Assignment —
Search the records for the string "VenueSecret", and show each line where it appears.

Stored data —
BEGIN

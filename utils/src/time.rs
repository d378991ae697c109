//! Time formatting helpers.

/// Format a duration in seconds to a human-readable string.
pub fn format_duration(secs: u64) -> String {
    if secs < 60 {
        format!("{}s", secs)
    } else if secs < 3600 {
        format!("{}m {}s", secs / 60, secs % 60)
    } else {
        format!("{}h {}m", secs / 3600, (secs % 3600) / 60)
    }
}
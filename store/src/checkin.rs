//! Check-in storage trait.
//!
//! Uniqueness of `(venue, user)` is the store's job: both write operations are
//! single atomic steps, so racing requests can never produce two rows or
//! overwrite a passed one.

use crate::StoreError;
use presence_types::{CheckinRecord, UserId, VenueId};

/// Result of [`CheckinStore::insert_or_get`].
#[derive(Clone, Debug, PartialEq, Eq)]
pub enum InsertOutcome {
    /// No row existed; the given record is now stored.
    Inserted(CheckinRecord),
    /// A row already existed and was left untouched.
    Existing(CheckinRecord),
}

impl InsertOutcome {
    pub fn into_record(self) -> CheckinRecord {
        match self {
            Self::Inserted(r) | Self::Existing(r) => r,
        }
    }
}

/// Result of [`CheckinStore::replace_failed`].
#[derive(Clone, Debug, PartialEq, Eq)]
pub enum ReplaceOutcome {
    /// The expected failed row was replaced.
    Replaced(CheckinRecord),
    /// The stored row no longer matched the expectation; it is returned as is.
    Stale(CheckinRecord),
}

pub trait CheckinStore: Send + Sync {
    /// Look up the check-in for a pair. `Ok(None)` means none exists.
    fn get_checkin(
        &self,
        venue: &VenueId,
        user: &UserId,
    ) -> Result<Option<CheckinRecord>, StoreError>;

    /// Atomically insert `record` unless a row for its pair exists.
    fn insert_or_get(&self, record: &CheckinRecord) -> Result<InsertOutcome, StoreError>;

    /// Atomically replace the stored row with `record` if and only if the
    /// stored row equals `expected` and has not passed. A missing row is
    /// treated like `insert_or_get`.
    fn replace_failed(
        &self,
        expected: &CheckinRecord,
        record: &CheckinRecord,
    ) -> Result<ReplaceOutcome, StoreError>;

    /// All check-ins recorded at a venue.
    fn checkins_for_venue(&self, venue: &VenueId) -> Result<Vec<CheckinRecord>, StoreError>;

    fn checkin_count(&self) -> Result<u64, StoreError>;
}
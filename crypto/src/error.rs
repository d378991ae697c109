use thiserror::Error;

#[derive(Debug, Error, PartialEq, Eq)]
pub enum CryptoError {
    #[error("invalid HMAC key: {0}")]
    InvalidKey(String),

    #[error("unsupported code length: {0} digits")]
    UnsupportedDigits(u32),

    #[error("rotation window must be non-zero")]
    ZeroWindow,
}
//! Venue storage trait.

use crate::StoreError;
use presence_types::{Venue, VenueId};

/// Read access to venues, plus the write path used by onboarding and seeding.
pub trait VenueStore: Send + Sync {
    /// Look up a venue. `Ok(None)` means it does not exist.
    fn get_venue(&self, id: &VenueId) -> Result<Option<Venue>, StoreError>;

    /// Insert or update a venue.
    ///
    /// Fails with [`StoreError::Immutable`] if the venue is already published
    /// (any status other than `pending`) and the update moves its location.
    fn put_venue(&self, venue: &Venue) -> Result<(), StoreError>;

    fn venue_count(&self) -> Result<u64, StoreError>;
}

/// Shared rule for [`VenueStore::put_venue`] implementations.
pub fn check_location_update(existing: &Venue, update: &Venue) -> Result<(), StoreError> {
    let published = existing.status != presence_types::VenueStatus::Pending;
    if published && existing.location != update.location {
        return Err(StoreError::Immutable(format!(
            "location of published venue {}",
            existing.id
        )));
    }
    Ok(())
}
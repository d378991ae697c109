//! Venues (popup stores) as seen by the verification engine.

use serde::{Deserialize, Serialize};
use std::fmt;
use zeroize::{Zeroize, ZeroizeOnDrop};

use crate::{Coordinate, TypesError, VenueId};

/// Operational status of a venue, owned by the onboarding/campaign flow.
#[derive(Clone, Copy, Debug, PartialEq, Eq, Hash, Serialize, Deserialize)]
#[serde(rename_all = "lowercase")]
pub enum VenueStatus {
    /// Created but not yet published.
    Pending,
    /// Crowdfunding in progress; the store has not opened.
    Funding,
    /// Funding goal reached; the store is open.
    Confirmed,
    /// The popup has run its course. Check-ins are still honoured.
    Completed,
    /// Called off; never opens.
    Cancelled,
}

impl VenueStatus {
    /// Whether visitors may verify presence at a venue in this state.
    pub fn accepts_verification(&self) -> bool {
        matches!(self, Self::Confirmed | Self::Completed)
    }

    pub fn as_str(&self) -> &'static str {
        match self {
            Self::Pending => "pending",
            Self::Funding => "funding",
            Self::Confirmed => "confirmed",
            Self::Completed => "completed",
            Self::Cancelled => "cancelled",
        }
    }
}

impl fmt::Display for VenueStatus {
    fn fmt(&self, f: &mut fmt::Formatter<'_>) -> fmt::Result {
        f.write_str(self.as_str())
    }
}

/// Per-venue HMAC key for the rotating display code.
///
/// Never printed; bytes are zeroized on drop.
#[derive(Clone, PartialEq, Eq, Serialize, Deserialize, Zeroize, ZeroizeOnDrop)]
pub struct VenueSecret(Vec<u8>);

impl VenueSecret {
    /// Minimum key length (128 bits).
    pub const MIN_LEN: usize = 16;

    pub fn new(bytes: Vec<u8>) -> Result<Self, TypesError> {
        if bytes.len() < Self::MIN_LEN {
            return Err(TypesError::WeakSecret {
                len: bytes.len(),
                min: Self::MIN_LEN,
            });
        }
        Ok(Self(bytes))
    }

    pub fn as_bytes(&self) -> &[u8] {
        &self.0
    }
}

impl fmt::Debug for VenueSecret {
    fn fmt(&self, f: &mut fmt::Formatter<'_>) -> fmt::Result {
        write!(f, "VenueSecret(<{} bytes>)", self.0.len())
    }
}

/// A venue record, validated when read from storage.
#[derive(Clone, Debug, Serialize, Deserialize)]
pub struct Venue {
    pub id: VenueId,
    pub name: String,
    /// Published location. Immutable once the venue is public.
    pub location: Coordinate,
    pub status: VenueStatus,
    pub secret: VenueSecret,
    /// Overrides the engine-wide GPS radius when set.
    #[serde(default)]
    pub max_range_meters: Option<f64>,
}

impl Venue {
    /// Check invariants that serde alone cannot express.
    pub fn validate(&self) -> Result<(), TypesError> {
        if self.secret.as_bytes().len() < VenueSecret::MIN_LEN {
            return Err(TypesError::WeakSecret {
                len: self.secret.as_bytes().len(),
                min: VenueSecret::MIN_LEN,
            });
        }
        if let Some(range) = self.max_range_meters {
            if !range.is_finite() || range <= 0.0 {
                return Err(TypesError::InvalidParams(format!(
                    "venue {} max_range_meters must be positive, got {range}",
                    self.id
                )));
            }
        }
        Ok(())
    }
}
//! Triple Verification check-in engine.
//!
//! Three weak signals become one presence proof:
//! 1. **Location**: the device fix is inside the venue radius (binary credit).
//! 2. **Code**: the device read the rotating code on the venue display.
//! 3. **Receipt**: an external scorer vouches for a purchase (optional).
//!
//! The verifiers and the aggregator are pure and storage-free. The
//! [`CheckinLedger`] is the only component with state, and it delegates all
//! atomicity to the injected store.

pub mod aggregator;
pub mod code;
pub mod engine;
pub mod error;
pub mod events;
pub mod geo;
pub mod ledger;
pub mod receipt;
pub mod state;

pub use aggregator::{Aggregate, VerificationAggregator};
pub use code::{CodeCheck, CodeRotationService, DisplayCode};
pub use engine::{
    Caller, CheckinEngine, CodeCheckResult, CommitRequest, CommitResult, EngineDeps,
    LocationCheckResult, ReceiptCheckResult, StatusResult,
};
pub use error::VerificationError;
pub use events::{CheckinEvent, EventBus, EventSink};
pub use geo::{haversine_meters, GeoCheck, GeoVerifier, LocationFix};
pub use ledger::{CheckinLedger, LedgerEffect, LedgerOutcome};
pub use receipt::{ReceiptCheck, ReceiptEvidence, ReceiptScoreAdapter, ReceiptScoreError, ReceiptScorer};
pub use state::{VerificationAttempt, VerificationPhase};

END

Response below —
pub struct VenueSecret(Vec<u8>);
impl VenueSecret {
impl fmt::Debug for VenueSecret {
        write!(f, "VenueSecret(<{} bytes>)", self.0.len())
    pub secret: VenueSecret,
        if self.secret.as_bytes().len() < VenueSecret::MIN_LEN {
                min: VenueSecret::MIN_LEN,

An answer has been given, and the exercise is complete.